The Algos, Narratives, and Polarization: You keep feeding on your own biases.
--
And there is no end to it.
Extremism and paranoia reign supreme.
But then again, in a world plagued with polarization and extremism, only the paranoid will survive.
The algorithms, trained to give us what we like, keep giving us what we like.
If you like apples, the algos keep feeding you with apple-related content. If you like bananas, that's the content you get. If you have a bias against bananas, the algos will not present banana content to you, unless if it's the type of content that vilifies bananas.
They keep feeding you the apple content until you are pushed to the extreme. At the same time, the algos keep pushing the banana-guy to the extreme by feeding on his own biases/preferences.
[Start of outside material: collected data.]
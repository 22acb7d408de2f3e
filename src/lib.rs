//! MQTT-style component discovery and reconciliation engine.
//!
//! Listens for component announcements on a topic-structured message bus,
//! debounces bursts into batches, and reconciles each batch against a live
//! registry of known components: new ones are registered and started,
//! changed ones replaced, unchanged ones marked as seen. An aggregate
//! online/offline status is derived from the registry after every change.
//!
//! The engine is transport-agnostic: it is constructed with a message-bus
//! handle, a component factory and a channel-type registrar, and pushes its
//! results into a thing-model sink. All four are traits, so the whole core
//! runs against in-process fakes in tests.

// Component identity parsed from announcement topics
pub mod identity;

// Message-bus contract and in-memory broker
pub mod bus;

// Debounce/batch scheduler
pub mod batching;

// Discovered component descriptors
pub mod component;

// Discovery listener
pub mod discovery;

// Reconciliation registry
pub mod registry;

// Aggregate status and thing-type derivation
pub mod status;

// Lifecycle coordinator
pub mod handler;

// Shared value and error types
pub mod types;

#[cfg(test)]
pub(crate) mod testing;

pub use batching::{BatchConsumer, DelayedBatch};
pub use bus::{BusMessage, MemoryBus, MessageBus, SharedBus};
pub use component::{Component, ComponentFactory, Fingerprint, StateSink};
pub use discovery::DiscoveryListener;
pub use handler::{DeviceHandler, HandlerConfig};
pub use identity::{ChannelGroupConfig, ComponentId};
pub use registry::{ChannelTypeRegistrar, ComponentRegistry, PersistedGroup, ThingModel};
pub use status::{AggregateStatus, ChannelGroupDefinition, OfflineReason, ThingTypeDescriptor};
pub use types::{
    AVAILABILITY_CHANNEL, ChannelDefinition, ChannelRef, ChannelState, ComponentState, Error,
    Result,
};
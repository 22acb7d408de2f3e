use serde::{Deserialize, Serialize};

/// Reserved channel id. Updates on this channel are intercepted to drive the
/// aggregate status instead of being forwarded as generic state updates.
pub const AVAILABILITY_CHANNEL: &str = "availability";

/// Result type alias
pub type Result<T> = std::result::Result<T, Error>;

/// Error types
#[derive(Debug, thiserror::Error)]
pub enum Error {
    #[error("malformed announcement topic: {topic}")]
    MalformedIdentity { topic: String },

    #[error("payload rejected: {reason}")]
    PayloadRejected { reason: String },

    #[error("subscribe to '{pattern}' failed: {reason}")]
    Subscribe { pattern: String, reason: String },

    #[error("component {id} failed to start: {reason}")]
    ComponentStart { id: String, reason: String },

    #[error("component {id} failed to stop: {reason}")]
    ComponentStop { id: String, reason: String },

    #[error("channel group '{group}' has no serialized config")]
    MissingConfig { group: String },
}

/// Component lifecycle states
#[derive(Debug, Clone, Copy, PartialEq, Eq, Serialize, Deserialize)]
pub enum ComponentState {
    /// Restored from persisted config, not yet started
    Pending,
    /// Start issued, outcome not yet known
    Starting,
    /// All channel subscriptions established
    Active,
    /// Start failed; siblings are unaffected
    Failed,
    /// Stopped, either replaced or torn down
    Stopped,
}

/// A single channel exposed by a discovered component.
#[derive(Debug, Clone, PartialEq, Eq, Serialize, Deserialize)]
pub struct ChannelDefinition {
    pub id: String,
    pub channel_type: String,
    pub state_topic: String,
    #[serde(default)]
    pub command_topic: Option<String>,
}

/// A channel instance materialized on the thing model, addressed as
/// `<group_id>#<channel_id>`.
#[derive(Debug, Clone, PartialEq, Eq)]
pub struct ChannelRef {
    pub uid: String,
    pub definition: ChannelDefinition,
}

/// Read-only view of one channel's definition and last cached value.
#[derive(Debug, Clone, PartialEq, Eq)]
pub struct ChannelState {
    pub definition: ChannelDefinition,
    pub value: Option<String>,
}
That is how the algorithms are polarizing us. They are dividing us. For the avoidance of doubt, divisions, differences of opinions, differences in tastes and preferences have always persisted and will always persist. However, the scale and magnitude that the algos adopt to magnify these divisions and differences are humungous.
The “Feed” is literally food for your eyes, mind, and soul. It's literally feeding you. What appears in your feed is personalized. It is determined by the algorithms.
In Reinforcement Learning (a branch of Machine Learning, which is also a branch of artificial intelligence) the algorithm is taught to learn by getting a reward or not getting a reward. The goal is to maximize rewards and avoid punishments (negative rewards).
With regards to your feed, the reward is your positive engagement, measured by several metrics such as clicks, shares, likes, emojis et cetera. If you like the apple presented in your feed, the algo is rewarded for predicting the right content for you. Next time, it will show you more apples, bigger apples, various apples, or close cousins of apples (pears).
Negative engagement is penalized. An angry reaction post penalizes the algo. It won't do it again (recommending you the banana again?, No, it won't dare). A dislike is a big penalty. Click the dislike button — you have just punished the algo (ouch, that hurts, the algo won't do it again).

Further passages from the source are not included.